What to work on: Reproduce each record exactly, leaving out no line.

Data section:
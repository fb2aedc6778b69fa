//! User profile model. Seeded as admin/team/client fixture accounts.

use agency_core::types::{DbId, Timestamp};
use serde::{Deserialize, Serialize};
use sqlx::FromRow;

/// A row from the `profiles` table.
#[derive(Debug, Clone, FromRow, Serialize)]
pub struct Profile {
    pub id: DbId,
    pub email: String,
    pub full_name: String,
    pub role: String,
    pub created_at: Timestamp,
    pub updated_at: Timestamp,
}

/// DTO for creating (or refreshing) a profile.
#[derive(Debug, Clone, Deserialize)]
pub struct CreateProfile {
    pub email: String,
    pub full_name: String,
    pub role: String,
}
//! Pass/fail bookkeeping for seeding and verification runs.
//!
//! Each item is recorded independently: a failure is logged and counted and
//! the run carries on. The report maps to a process exit code at the end.

use serde::Serialize;

/// Outcome of one named check.
#[derive(Debug, Clone, PartialEq, Eq, Serialize)]
#[serde(tag = "outcome", rename_all = "lowercase")]
pub enum CheckOutcome {
    Passed { name: String },
    Failed { name: String, message: String },
}

impl CheckOutcome {
    pub fn name(&self) -> &str {
        match self {
            Self::Passed { name } | Self::Failed { name, .. } => name,
        }
    }

    pub fn is_passed(&self) -> bool {
        matches!(self, Self::Passed { .. })
    }
}

/// Accumulated results of a run.
#[derive(Debug, Clone, Default, Serialize)]
pub struct CheckReport {
    pub passed: usize,
    pub failed: usize,
    pub outcomes: Vec<CheckOutcome>,
}

impl CheckReport {
    pub fn new() -> Self {
        Self::default()
    }

    pub fn pass(&mut self, name: impl Into<String>) {
        let name = name.into();
        tracing::info!(check = %name, "PASS");
        self.passed += 1;
        self.outcomes.push(CheckOutcome::Passed { name });
    }

    pub fn fail(&mut self, name: impl Into<String>, message: impl Into<String>) {
        let name = name.into();
        let message = message.into();
        tracing::warn!(check = %name, %message, "FAIL");
        self.failed += 1;
        self.outcomes.push(CheckOutcome::Failed { name, message });
    }

    /// Record a result, turning any error into a failure message.
    pub fn record<T, E: std::fmt::Display>(
        &mut self,
        name: impl Into<String>,
        result: Result<T, E>,
    ) -> Option<T> {
        match result {
            Ok(value) => {
                self.pass(name);
                Some(value)
            }
            Err(e) => {
                self.fail(name, e.to_string());
                None
            }
        }
    }

    /// Fold another report into this one.
    pub fn merge(&mut self, other: CheckReport) {
        self.passed += other.passed;
        self.failed += other.failed;
        self.outcomes.extend(other.outcomes);
    }

    pub fn total(&self) -> usize {
        self.passed + self.failed
    }

    pub fn all_passed(&self) -> bool {
        self.failed == 0
    }

    /// `0` when nothing failed, `1` otherwise.
    pub fn exit_code(&self) -> i32 {
        if self.all_passed() {
            0
        } else {
            1
        }
    }

    pub fn failures(&self) -> impl Iterator<Item = &CheckOutcome> {
        self.outcomes.iter().filter(|o| !o.is_passed())
    }

    /// One-line summary such as `"7 passed, 1 failed (8 total)"`.
    pub fn summary(&self) -> String {
        format!(
            "{} passed, {} failed ({} total)",
            self.passed,
            self.failed,
            self.total()
        )
    }
}
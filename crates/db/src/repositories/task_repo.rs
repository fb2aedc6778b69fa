//! Repository for the live `tasks` table.

use agency_core::service_template::TaskStatus;
use agency_core::types::DbId;
use sqlx::{PgPool, Postgres, Transaction};

use crate::models::task::{CreateTask, Task};

const COLUMNS: &str = "t.id, t.milestone_id, t.title, t.description, t.position, t.priority, \
     t.visibility, t.estimated_hours, t.due_date, t.status, t.created_at, t.updated_at";

/// Provides CRUD operations for live tasks.
pub struct TaskRepo;

impl TaskRepo {
    pub(crate) async fn create_in_tx(
        tx: &mut Transaction<'_, Postgres>,
        input: &CreateTask,
    ) -> Result<Task, sqlx::Error> {
        let query = format!(
            "INSERT INTO tasks AS t \
                (milestone_id, title, description, position, priority, visibility, \
                 estimated_hours, due_date) \
             VALUES ($1, $2, $3, $4, COALESCE($5, 'medium'), COALESCE($6, 'internal'), $7, $8) \
             RETURNING {COLUMNS}"
        );
        sqlx::query_as::<_, Task>(&query)
            .bind(input.milestone_id)
            .bind(&input.title)
            .bind(&input.description)
            .bind(input.position)
            .bind(&input.priority)
            .bind(&input.visibility)
            .bind(input.estimated_hours)
            .bind(input.due_date)
            .fetch_one(&mut **tx)
            .await
    }

    /// List a milestone's tasks ordered by position.
    pub async fn list_by_milestone(
        pool: &PgPool,
        milestone_id: DbId,
    ) -> Result<Vec<Task>, sqlx::Error> {
        let query = format!(
            "SELECT {COLUMNS} FROM tasks t \
             WHERE t.milestone_id = $1 \
             ORDER BY t.position ASC, t.id ASC"
        );
        sqlx::query_as::<_, Task>(&query)
            .bind(milestone_id)
            .fetch_all(pool)
            .await
    }

    /// List every task of a service, ordered by milestone then task position.
    pub async fn list_by_service(pool: &PgPool, service_id: DbId) -> Result<Vec<Task>, sqlx::Error> {
        let query = format!(
            "SELECT {COLUMNS} FROM tasks t \
             JOIN milestones m ON m.id = t.milestone_id \
             WHERE m.service_id = $1 \
             ORDER BY m.position ASC, t.position ASC, t.id ASC"
        );
        sqlx::query_as::<_, Task>(&query)
            .bind(service_id)
            .fetch_all(pool)
            .await
    }

    /// Set a task's status. Returns `true` if the row exists.
    pub async fn update_status(
        pool: &PgPool,
        id: DbId,
        status: TaskStatus,
    ) -> Result<bool, sqlx::Error> {
        let result = sqlx::query("UPDATE tasks SET status = $2 WHERE id = $1")
            .bind(id)
            .bind(status.as_str())
            .execute(pool)
            .await?;
        Ok(result.rows_affected() > 0)
    }
}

Solution for this problem:
repository fb2aedc6778b69fa
//! User profile model. Seeded as admin/team/client fixture accounts.

use agency_core::types::{DbId, Timestamp};
use serde::{Deserialize, Serialize};
use sqlx::FromRow;

/// A row from the `profiles` table.
#[derive(Debug, Clone, FromRow, Serialize)]
pub struct Profile {
    pub id: DbId,
    pub email: String,
    pub full_name: String,
    pub role: String,
    pub created_at: Timestamp,
    pub updated_at: Timestamp,
}

/// DTO for creating (or refreshing) a profile.
#[derive(Debug, Clone, Deserialize)]
pub struct CreateProfile {
    pub email: String,
    pub full_name: String,
    pub role: String,
}
//! Pass/fail bookkeeping for seeding and verification runs.
//!
//! Each item is recorded independently: a failure is logged and counted and
//! the run carries on. The report maps to a process exit code at the end.

use serde::Serialize;

/// Outcome of one named check.
#[derive(Debug, Clone, PartialEq, Eq, Serialize)]
#[serde(tag = "outcome", rename_all = "lowercase")]
pub enum CheckOutcome {
    Passed { name: String },
    Failed { name: String, message: String },
}

impl CheckOutcome {
    pub fn name(&self) -> &str {
        match self {
            Self::Passed { name } | Self::Failed { name, .. } => name,
        }
    }

    pub fn is_passed(&self) -> bool {
        matches!(self, Self::Passed { .. })
    }
}

/// Accumulated results of a run.
#[derive(Debug, Clone, Default, Serialize)]
pub struct CheckReport {
    pub passed: usize,
    pub failed: usize,
    pub outcomes: Vec<CheckOutcome>,
}

impl CheckReport {
    pub fn new() -> Self {
        Self::default()
    }

    pub fn pass(&mut self, name: impl Into<String>) {
        let name = name.into();
        tracing::info!(check = %name, "PASS");
        self.passed += 1;
        self.outcomes.push(CheckOutcome::Passed { name });
    }

    pub fn fail(&mut self, name: impl Into<String>, message: impl Into<String>) {
        let name = name.into();
        let message = message.into();
        tracing::warn!(check = %name, %message, "FAIL");
        self.failed += 1;
        self.outcomes.push(CheckOutcome::Failed { name, message });
    }

    /// Record a result, turning any error into a failure message.
    pub fn record<T, E: std::fmt::Display>(
        &mut self,
        name: impl Into<String>,
        result: Result<T, E>,
    ) -> Option<T> {
        match result {
            Ok(value) => {
                self.pass(name);
                Some(value)
            }
            Err(e) => {
                self.fail(name, e.to_string());
                None
            }
        }
    }

    /// Fold another report into this one.
    pub fn merge(&mut self, other: CheckReport) {
        self.passed += other.passed;
        self.failed += other.failed;
        self.outcomes.extend(other.outcomes);
    }

    pub fn total(&self) -> usize {
        self.passed + self.failed
    }

    pub fn all_passed(&self) -> bool {
        self.failed == 0
    }

    /// `0` when nothing failed, `1` otherwise.
    pub fn exit_code(&self) -> i32 {
        if self.all_passed() {
            0
        } else {
            1
        }
    }

    pub fn failures(&self) -> impl Iterator<Item = &CheckOutcome> {
        self.outcomes.iter().filter(|o| !o.is_passed())
    }

    /// One-line summary such as `"7 passed, 1 failed (8 total)"`.
    pub fn summary(&self) -> String {
        format!(
            "{} passed, {} failed ({} total)",
            self.passed,
            self.failed,
            self.total()
        )
    }
}
filename crates/db/src/repositories/task_repo.rs
repository fb2aedc6778b69fa
//! Repository for the live `tasks` table.

use agency_core::service_template::TaskStatus;
use agency_core::types::DbId;
use sqlx::{PgPool, Postgres, Transaction};

use crate::models::task::{CreateTask, Task};

const COLUMNS: &str = "t.id, t.milestone_id, t.title, t.description, t.position, t.priority, \
     t.visibility, t.estimated_hours, t.due_date, t.status, t.created_at, t.updated_at";

/// Provides CRUD operations for live tasks.
pub struct TaskRepo;

impl TaskRepo {
    pub(crate) async fn create_in_tx(
        tx: &mut Transaction<'_, Postgres>,
        input: &CreateTask,
    ) -> Result<Task, sqlx::Error> {
        let query = format!(
            "INSERT INTO tasks AS t \
                (milestone_id, title, description, position, priority, visibility, \
                 estimated_hours, due_date) \
             VALUES ($1, $2, $3, $4, COALESCE($5, 'medium'), COALESCE($6, 'internal'), $7, $8) \
             RETURNING {COLUMNS}"
        );
        sqlx::query_as::<_, Task>(&query)
            .bind(input.milestone_id)
            .bind(&input.title)
            .bind(&input.description)
            .bind(input.position)
            .bind(&input.priority)
            .bind(&input.visibility)
            .bind(input.estimated_hours)
            .bind(input.due_date)
            .fetch_one(&mut **tx)
            .await
    }

    /// List a milestone's tasks ordered by position.
    pub async fn list_by_milestone(
        pool: &PgPool,
        milestone_id: DbId,
    ) -> Result<Vec<Task>, sqlx::Error> {
        let query = format!(
            "SELECT {COLUMNS} FROM tasks t \
             WHERE t.milestone_id = $1 \
             ORDER BY t.position ASC, t.id ASC"
        );
        sqlx::query_as::<_, Task>(&query)
            .bind(milestone_id)
            .fetch_all(pool)
            .await
    }

    /// List every task of a service, ordered by milestone then task position.
    pub async fn list_by_service(pool: &PgPool, service_id: DbId) -> Result<Vec<Task>, sqlx::Error> {
        let query = format!(
            "SELECT {COLUMNS} FROM tasks t \
             JOIN milestones m ON m.id = t.milestone_id \
             WHERE m.service_id = $1 \
             ORDER BY m.position ASC, t.position ASC, t.id ASC"
        );
        sqlx::query_as::<_, Task>(&query)
            .bind(service_id)
            .fetch_all(pool)
            .await
    }

    /// Set a task's status. Returns `true` if the row exists.
    pub async fn update_status(
        pool: &PgPool,
        id: DbId,
        status: TaskStatus,
    ) -> Result<bool, sqlx::Error> {
        let result = sqlx::query("UPDATE tasks SET status = $2 WHERE id = $1")
            .bind(id)
            .bind(status.as_str())
            .execute(pool)
            .await?;
        Ok(result.rows_affected() > 0)
    }
}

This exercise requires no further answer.